Larry was not only the closest thing to a father I had in my 20’s, but in some ways, he showed me the love of God the Father.  Now Larry wasn’t a religious man.  But when I think about how patient he was with me, how he should have fired me several times over, how he took me back (twice!) after I quit, well, I can’t think of a better example of God’s love.  I doubt that I could be as patient with an employee as he was with me.  But that didn’t mean he tolerated my shortcomings.
One day I just happened to be in the store on my day off.  There were some ice cream sandwiches that needed to be put away and he told me to do it.  So I did.  But I did my usual sloppy and rushed work.  When he saw it, he said, “Make this look nice.”
I replied, “Larry, I’m not even working today!”
He looked at me and said, “If you’re going to do it, do it right.”
I did.  When I finished, he said, “Doesn’t that look better?”
It did.  It was a valuable lesson.  Sadly, it took a long time before I understood what he was trying to teach me.

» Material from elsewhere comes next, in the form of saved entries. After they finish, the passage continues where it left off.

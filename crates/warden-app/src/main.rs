use std::net::SocketAddr;
use std::path::PathBuf;
use std::process::ExitCode;
use std::sync::Arc;

use clap::Parser;
use tracing::{error, info};
use warden::cel::ProgramCache;
use warden::config::Config;
use warden::config::resolve::Resolver;
use warden::control::Subscriber;
use warden::control::local::LocalFileSource;
use warden::policy::builtin::register_builtin;
use warden::policy::registry::Registry;
use warden::proc::{Engine, ExtProcService};
use warden::store::SnapshotStore;
use warden::telemetry::metrics::Metrics;
use warden::telemetry::{log, trc};

#[derive(Parser, Debug)]
#[command(name = "warden", version, about = "Out-of-process ext_proc policy engine")]
struct Args {
	/// Configuration file location.
	#[arg(long)]
	config: Option<PathBuf>,

	/// ext_proc gRPC listen address.
	#[arg(long)]
	listen: SocketAddr,

	#[arg(long, default_value = "info")]
	log_level: String,

	/// "text" or "json".
	#[arg(long, default_value = "text")]
	log_format: String,

	/// Route snapshot file; overrides routes_file from the config.
	#[arg(long)]
	routes: Option<PathBuf>,
}

fn main() -> ExitCode {
	let args = Args::parse();
	let format = match args.log_format.parse() {
		Ok(format) => format,
		Err(e) => {
			eprintln!("{e}");
			return ExitCode::FAILURE;
		},
	};
	if let Err(e) = log::setup(&args.log_level, format) {
		eprintln!("failed to initialize logging: {e:#}");
		return ExitCode::FAILURE;
	}
	match run(args) {
		Ok(()) => ExitCode::SUCCESS,
		Err(e) => {
			error!("fatal: {e:#}");
			ExitCode::FAILURE
		},
	}
}

#[tokio::main]
async fn run(args: Args) -> anyhow::Result<()> {
	let config = match &args.config {
		Some(path) => Config::load(path)?,
		None => Config::default(),
	};

	let mut prom = prometheus_client::registry::Registry::default();
	let metrics = Arc::new(if config.metrics_enabled {
		Metrics::new(&mut prom)
	} else {
		Metrics::unregistered()
	});
	let tracer = trc::init(&config.tracing)?;

	let registry = Arc::new(Registry::new());
	register_builtin(&registry)?;
	registry.freeze();
	info!(policies = registry.len(), "policy registry frozen");

	let resolver = Arc::new(Resolver::new(config.policy_configurations.clone()));
	let programs = Arc::new(ProgramCache::new());
	let store = Arc::new(SnapshotStore::new());
	let subscriber = Subscriber::new(
		store.clone(),
		registry,
		resolver,
		programs,
		metrics.clone(),
	);
	let (snapshot_tx, snapshot_rx) = tokio::sync::mpsc::channel(4);
	tokio::spawn(subscriber.run(snapshot_rx));

	// Keep the channel open even without a local source, so an embedded
	// snapshot producer can be wired in later without the subscriber
	// winding down at startup.
	let mut _held_tx = None;
	match args.routes.clone().or_else(|| config.routes_file.clone()) {
		Some(path) => {
			info!(path = %path.display(), "loading routes from file");
			tokio::spawn(LocalFileSource::new(path).run(snapshot_tx));
		},
		None => {
			info!("no routes file configured; serving an empty snapshot");
			_held_tx = Some(snapshot_tx);
		},
	}

	let engine = Arc::new(Engine::new(
		store,
		config.policy_timeout,
		metrics,
		tracer.clone(),
	));
	info!(addr = %args.listen, "serving ext_proc");
	tonic::transport::Server::builder()
		.add_service(ExtProcService::new(engine).into_server())
		.serve_with_shutdown(args.listen, shutdown_signal())
		.await?;

	if let Some(tracer) = tracer {
		tracer.shutdown();
	}
	info!("shutdown complete");
	Ok(())
}

async fn shutdown_signal() {
	let ctrl_c = tokio::signal::ctrl_c();
	#[cfg(unix)]
	{
		let mut term = tokio::signal::unix::signal(tokio::signal::unix::SignalKind::terminate())
			.expect("installing SIGTERM handler");
		tokio::select! {
			_ = ctrl_c => {},
			_ = term.recv() => {},
		}
	}
	#[cfg(not(unix))]
	{
		let _ = ctrl_c.await;
	}
	info!("shutdown signal received");
}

As I said, I worked for Larry for seven years.  Then I graduated from college and I got another job.  I was also in the Teacher Education Program at UCSD and it was there that my bad habits caught up to me.  Just a few months after graduating from college and with only a few weeks to go before I had my teaching credential, I was asked to leave the program.  I just wasn’t getting it.  My grades were poor.  I rarely studied.  I was too busy being social.  It was completely unexpected and one of the biggest shocks of my life.  Looking back, it was pretty obvious, but back then I thought I could get by on charm and desire.   I couldn’t.
After that I bounced around in different jobs, always taking short cuts, always being lazy.  I didn’t see the pattern of unhappy bosses and teachers that I was creating.  Oh, sometimes I worked hard, but it was not a habit.  Most of the time I took shortcuts and did the very least I could.  But good enough is rarely good enough.
Then my life turned completely upside down and I lost or had to give up almost everything.  I got a job as a file clerk with a temp agency.  I had reached my lowest point.  Then it got worse.  The job didn’t meet my financial needs, so I had to get a second job working nights in a liquor store.  I was a college-educated 30-year-old and I was sweeping parking lots at night.  It was during this time that I decided that I was going to stop taking shortcuts and stop being lazy. I had learned my lesson.
There’s more to the story and I’ll tell it in the next blog.  I’ll even tell the Zig Ziglar story that changed the way I looked at work and thus changed my life.  My work habits were not completely changed, but I was now far more diligent than I had ever been and this enabled me to Get Started and to Keep Going.